**What to work on**: Copy out exactly the stretch of the listing below that begins at the line containing "a generated shader." and ends at the line containing "pub fn content_hash<T: Serialize>(value: &T)", and copy nothing outside it.

Source data: Begin

//! End-to-end runs of the `shadegen` binary.

use std::path::{Path, PathBuf};
use std::process::{Command, Output};

const LIBRARY: &str = r#"
    "nodedefs": [
        {
            "name": "ND_constant_color3",
            "node": "constant",
            "inputs": [{ "name": "value", "type": "color3", "value": "0, 0, 0" }],
            "outputs": [{ "name": "out", "type": "color3" }]
        },
        {
            "name": "ND_multiply_color3",
            "node": "multiply",
            "inputs": [
                { "name": "in1", "type": "color3", "value": "1, 1, 1" },
                { "name": "in2", "type": "color3", "value": "1, 1, 1" }
            ],
            "outputs": [{ "name": "out", "type": "color3" }]
        }
    ],
    "implementations": [
        { "name": "IM_constant_color3", "nodedef": "ND_constant_color3", "sourcecode": "{{value}}" },
        { "name": "IM_multiply_color3", "nodedef": "ND_multiply_color3", "sourcecode": "{{in1}} * {{in2}}" }
    ],
"#;

fn write_doc(dir: &Path, file: &str, body: &str) -> PathBuf {
    let path = dir.join(file);
    std::fs::write(&path, format!("{{{LIBRARY}{body}}}")).unwrap();
    path
}

fn constant_doc(dir: &Path) -> PathBuf {
    write_doc(
        dir,
        "constant.json",
        r#"
        "nodes": [
            {
                "name": "c",
                "node": "constant",
                "type": "color3",
                "inputs": [{ "name": "value", "type": "color3", "value": "0.1, 0.2, 0.3" }]
            }
        ],
        "outputs": [{ "name": "out", "type": "color3", "nodename": "c" }]
        "#,
    )
}

fn cycle_doc(dir: &Path) -> PathBuf {
    write_doc(
        dir,
        "cycle.json",
        r#"
        "nodes": [
            {
                "name": "a",
                "node": "multiply",
                "type": "color3",
                "inputs": [{ "name": "in1", "type": "color3", "nodename": "b" }]
            },
            {
                "name": "b",
                "node": "multiply",
                "type": "color3",
                "inputs": [{ "name": "in1", "type": "color3", "nodename": "a" }]
            }
        ],
        "outputs": [{ "name": "out", "type": "color3", "nodename": "a" }]
        "#,
    )
}

fn shadegen(args: &[&str]) -> Output {
    Command::new(env!("CARGO_BIN_EXE_shadegen"))
        .args(args)
        .env_remove("RUST_LOG")
        .output()
        .unwrap()
}

fn stdout(output: &Output) -> String {
    String::from_utf8_lossy(&output.stdout).into_owned()
}

#[test]
fn targets_lists_every_language() {
    let output = shadegen(&["targets"]);
    assert!(output.status.success());
    let text = stdout(&output);
    for target in ["glsl", "osl", "mdl", "slang"] {
        assert!(text.contains(target), "{target} missing from:\n{text}");
    }
}

#[test]
fn generate_prints_stages_and_uniforms() {
    let dir = tempfile::tempdir().unwrap();
    let doc = constant_doc(dir.path());
    let output = shadegen(&[
        "generate",
        "--document",
        doc.to_str().unwrap(),
        "--element",
        "out",
        "--target",
        "glsl",
    ]);
    assert!(output.status.success(), "{}", String::from_utf8_lossy(&output.stderr));
    let text = stdout(&output);
    assert!(text.contains("vec3(0.1, 0.2, 0.3)"));
    assert!(text.contains("Uniforms:"));
    assert!(text.contains("c_value"));
}

#[test]
fn generate_json_is_parseable() {
    let dir = tempfile::tempdir().unwrap();
    let doc = constant_doc(dir.path());
    let output = shadegen(&[
        "generate",
        "--document",
        doc.to_str().unwrap(),
        "--element",
        "out",
        "--target",
        "slang",
        "--json",
    ]);
    assert!(output.status.success());
    let value: serde_json::Value = serde_json::from_slice(&output.stdout).unwrap();
    assert_eq!(value["target"], "slang");
    assert_eq!(value["stages"].as_array().unwrap().len(), 2);
}

#[test]
fn validate_fails_on_cycles() {
    let dir = tempfile::tempdir().unwrap();
    let doc = cycle_doc(dir.path());
    let output = shadegen(&[
        "validate",
        "--document",
        doc.to_str().unwrap(),
        "--element",
        "out",
        "--target",
        "osl",
    ]);
    assert!(!output.status.success());
    let stderr = String::from_utf8_lossy(&output.stderr);
    assert!(stderr.starts_with("error:"), "{stderr}");
}

#[test]
fn unknown_target_is_an_error() {
    let dir = tempfile::tempdir().unwrap();
    let doc = constant_doc(dir.path());
    let output = shadegen(&[
        "validate",
        "--document",
        doc.to_str().unwrap(),
        "--element",
        "out",
        "--target",
        "hlsl",
    ]);
    assert_eq!(output.status.code(), Some(1));
}

fn library(file: &str) -> String {
    let path = Path::new(env!("CARGO_MANIFEST_DIR")).join("../../libraries").join(file);
    path.to_str().unwrap().to_string()
}

#[test]
fn sample_library_generates_for_every_target() {
    let document = library("stdlib.json");
    let options = library("options.toml");
    for target in ["glsl", "osl", "mdl", "slang"] {
        let output = shadegen(&[
            "generate",
            "--document",
            &document,
            "--element",
            "faded",
            "--target",
            target,
            "--options",
            &options,
            "--json",
        ]);
        assert!(output.status.success(), "{target}: {}", String::from_utf8_lossy(&output.stderr));
        let value: serde_json::Value = serde_json::from_slice(&output.stdout).unwrap();
        let sources: String = value["stages"]
            .as_array()
            .unwrap()
            .iter()
            .map(|stage| stage["source"].as_str().unwrap().to_string())
            .collect();
        assert!(sources.contains("mx_luminance_color3("), "{target}");
        assert!(sources.contains("NG_desaturate_color3("), "{target}");
    }
}
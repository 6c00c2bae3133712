//! Content hashing for implementation identity.
//!
//! A stage emits a function definition once per hash, so implementations
//! with the same identity (the same source text, or the same generated
//! helper) share one definition. Shader fingerprints use the same digest.

use std::fmt;

use serde::Serialize;
use sha2::{Digest, Sha256};

/// SHA-256 digest identifying an emitted function or a generated shader.
#[derive(Debug, Clone, Copy, PartialEq, Eq, Hash, PartialOrd, Ord)]
pub struct ContentHash([u8; 32]);

impl ContentHash {
    /// Digest of raw text, such as a library source file.
    pub fn of_text(text: &str) -> Self {
        Self(Sha256::digest(text.as_bytes()).into())
    }

    /// Digest of a serializable identity, hashed through its JSON form.
    pub fn of<T: Serialize>(value: &T) -> Self {
        let json = serde_json::to_vec(value).unwrap_or_default();
        Self(Sha256::digest(&json).into())
    }

    pub fn as_bytes(&self) -> &[u8; 32] {
        &self.0
    }

    /// The first eight hex digits, for log lines.
    pub fn short(&self) -> String {
        self.0[..4].iter().map(|b| format!("{b:02x}")).collect()
    }
}

impl fmt::Display for ContentHash {
    fn fmt(&self, f: &mut fmt::Formatter<'_>) -> fmt::Result {
        for byte in &self.0 {
            write!(f, "{byte:02x}")?;
        }
        Ok(())
    }
}

/// Digest of a serializable identity.
pub fn content_hash<T: Serialize>(value: &T) -> ContentHash {
    ContentHash::of(value)
}

/// Lowercase hex form of a digest.
pub fn hash_hex(hash: &ContentHash) -> String {
    hash.to_string()
}

#[cfg(test)]
mod tests {
    use super::*;

    #[test]
    fn identities_hash_deterministically() {
        let a = content_hash(&("IM_add_float", "mx_add_float"));
        let b = content_hash(&("IM_add_float", "mx_add_float"));
        assert_eq!(a, b);
        assert_ne!(a, content_hash(&("IM_add_color3", "mx_add_color3")));
    }

    #[test]
    fn text_hash_ignores_file_identity() {
        let source = "void mx_a(out float r) { r = 1.0; }\n";
        assert_eq!(ContentHash::of_text(source), ContentHash::of_text(&source.to_string()));
        assert_ne!(ContentHash::of_text(source), ContentHash::of_text("void mx_b() {}"));
    }

    #[test]
    fn hex_forms() {
        let hash = content_hash(&42u32);
        let hex = hash_hex(&hash);
        assert_eq!(hex.len(), 64);
        assert!(hex.starts_with(&hash.short()));
        assert_eq!(hash.short().len(), 8);
    }
}
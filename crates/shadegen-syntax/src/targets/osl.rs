//! Open Shading Language syntax (`genosl`).

use shadegen_core::Type;

use crate::syntax::{ArrayStyle, Syntax, TypeSyntax, ValueStyle};

const RESTRICTED: &[&str] = &[
    "and", "break", "closure", "color", "continue", "do", "else", "emit", "float", "for", "if",
    "illuminance", "illuminate", "int", "matrix", "normal", "not", "or", "output", "point",
    "public", "return", "string", "struct", "vector", "void", "while", "bool", "case", "catch",
    "char", "class", "const", "delete", "default", "double", "enum", "extern", "false", "friend",
    "goto", "inline", "long", "new", "operator", "private", "protected", "short", "signed",
    "sizeof", "static", "switch", "template", "this", "throw", "true", "try", "typedef",
    "uniform", "union", "unsigned", "varying", "virtual", "volatile", "emission", "background",
    "diffuse", "oren_nayar", "translucent", "phong", "ward", "microfacet", "reflection",
    "transparent", "debug", "holdout", "subsurface",
];

pub fn syntax() -> Syntax {
    let mut syntax = Syntax::new("genosl", "osl");
    syntax.output_qualifier = "output".to_string();
    syntax.constant_qualifier = String::new();
    syntax.array_style = ArrayStyle::Braces;
    syntax.register_restricted_names(RESTRICTED.iter().copied());

    syntax.register_type(Type::Float, TypeSyntax::scalar("float", "0.0"));
    syntax.register_type(Type::FloatArray, TypeSyntax::new("float", "", "", ValueStyle::Array));
    syntax.register_type(Type::Integer, TypeSyntax::scalar("int", "0"));
    syntax.register_type(Type::IntegerArray, TypeSyntax::new("int", "", "", ValueStyle::Array));
    syntax.register_type(
        Type::Boolean,
        TypeSyntax::scalar("int", "0").with_definition("#define true 1\n#define false 0"),
    );
    syntax.register_type(
        Type::Color2,
        TypeSyntax::new("color2", "color2(0.0, 0.0)", "{0.0, 0.0}", ValueStyle::Struct)
            .with_members(&[".r", ".a"])
            .with_definition("struct color2 { float r; float a; };"),
    );
    syntax.register_type(
        Type::Color3,
        TypeSyntax::aggregate("color", "color(0.0)", &["[0]", "[1]", "[2]"]),
    );
    syntax.register_type(
        Type::Color4,
        TypeSyntax::new(
            "color4",
            "color4(color(0.0), 0.0)",
            "{color(0.0), 0.0}",
            ValueStyle::ColorAlpha,
        )
        .with_members(&[".rgb[0]", ".rgb[1]", ".rgb[2]", ".a"])
        .with_definition("struct color4 { color rgb; float a; };"),
    );
    syntax.register_type(
        Type::Vector2,
        TypeSyntax::new("vector2", "vector2(0.0, 0.0)", "{0.0, 0.0}", ValueStyle::Struct)
            .with_members(&[".x", ".y"])
            .with_definition("struct vector2 { float x; float y; };"),
    );
    syntax.register_type(
        Type::Vector3,
        TypeSyntax::aggregate("vector", "vector(0.0)", &["[0]", "[1]", "[2]"]),
    );
    syntax.register_type(
        Type::Vector4,
        TypeSyntax::new(
            "vector4",
            "vector4(0.0, 0.0, 0.0, 0.0)",
            "{0.0, 0.0, 0.0, 0.0}",
            ValueStyle::Struct,
        )
        .with_members(&[".x", ".y", ".z", ".w"])
        .with_definition("struct vector4 { float x; float y; float z; float w; };"),
    );
    syntax.register_type(Type::Matrix33, TypeSyntax::aggregate("matrix", "matrix(1.0)", &[]));
    syntax.register_type(Type::Matrix44, TypeSyntax::aggregate("matrix", "matrix(1.0)", &[]));
    syntax.register_type(Type::String, TypeSyntax::new("string", "\"\"", "\"\"", ValueStyle::Quoted));
    syntax.register_type(Type::Filename, TypeSyntax::new("string", "\"\"", "\"\"", ValueStyle::Quoted));
    for (ty, name) in [
        (Type::Bsdf, "BSDF"),
        (Type::Edf, "EDF"),
        (Type::Vdf, "VDF"),
        (Type::SurfaceShader, "surfaceshader"),
        (Type::VolumeShader, "volumeshader"),
        (Type::LightShader, "lightshader"),
        (Type::Material, "MATERIAL"),
    ] {
        syntax.register_type(
            ty,
            TypeSyntax::new(name, "null_closure", "0", ValueStyle::Scalar).with_alias("closure color"),
        );
    }
    syntax.register_type(
        Type::DisplacementShader,
        TypeSyntax::new(
            "displacementshader",
            "{vector(0.0), 0.0}",
            "{vector(0.0), 0.0}",
            ValueStyle::Struct,
        )
        .with_definition("struct displacementshader { vector offset; float scale; };"),
    );
    syntax
}

#[cfg(test)]
mod tests {
    use super::*;
    use shadegen_core::Value;

    #[test]
    fn struct_types_use_braces_as_uniforms() {
        let syntax = syntax();
        let v = Value::parse(Type::Vector2, "0.5, 1").unwrap();
        assert_eq!(syntax.value(Type::Vector2, &v, true).unwrap(), "{0.5, 1.0}");
        assert_eq!(syntax.value(Type::Vector2, &v, false).unwrap(), "vector2(0.5, 1.0)");
    }

    #[test]
    fn color4_nests_rgb() {
        let syntax = syntax();
        let v = Value::parse(Type::Color4, "1, 0, 0, 0.5").unwrap();
        assert_eq!(
            syntax.value(Type::Color4, &v, false).unwrap(),
            "color4(color(1.0, 0.0, 0.0), 0.5)"
        );
        assert_eq!(
            syntax.value(Type::Color4, &v, true).unwrap(),
            "{color(1.0, 0.0, 0.0), 0.5}"
        );
    }

    #[test]
    fn color3_swizzle_uses_index_members() {
        let syntax = syntax();
        let expr = syntax
            .swizzled_variable("c", Type::Color3, "bgr", Type::Color3)
            .unwrap();
        assert_eq!(expr, "color(c[2], c[1], c[0])");
    }

    #[test]
    fn strings_are_quoted() {
        let syntax = syntax();
        let v = Value::String("box".into());
        assert_eq!(syntax.value(Type::String, &v, true).unwrap(), "\"box\"");
        assert!(syntax.supports_strings);
    }

    #[test]
    fn closures_are_closure_colors() {
        let defs = syntax().type_definitions();
        assert!(defs.contains(&"#define BSDF closure color".to_string()));
        assert_eq!(syntax().output_type_name(Type::Bsdf).unwrap(), "output BSDF");
    }
}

Source data: End

**Completed exercise**:
/// SHA-256 digest identifying an emitted function or a generated shader.
#[derive(Debug, Clone, Copy, PartialEq, Eq, Hash, PartialOrd, Ord)]
pub struct ContentHash([u8; 32]);

impl ContentHash {
    /// Digest of raw text, such as a library source file.
    pub fn of_text(text: &str) -> Self {
        Self(Sha256::digest(text.as_bytes()).into())
    }

    /// Digest of a serializable identity, hashed through its JSON form.
    pub fn of<T: Serialize>(value: &T) -> Self {
        let json = serde_json::to_vec(value).unwrap_or_default();
        Self(Sha256::digest(&json).into())
    }

    pub fn as_bytes(&self) -> &[u8; 32] {
        &self.0
    }

    /// The first eight hex digits, for log lines.
    pub fn short(&self) -> String {
        self.0[..4].iter().map(|b| format!("{b:02x}")).collect()
    }
}

impl fmt::Display for ContentHash {
    fn fmt(&self, f: &mut fmt::Formatter<'_>) -> fmt::Result {
        for byte in &self.0 {
            write!(f, "{byte:02x}")?;
        }
        Ok(())
    }
}

/// Digest of a serializable identity.
pub fn content_hash<T: Serialize>(value: &T) -> ContentHash {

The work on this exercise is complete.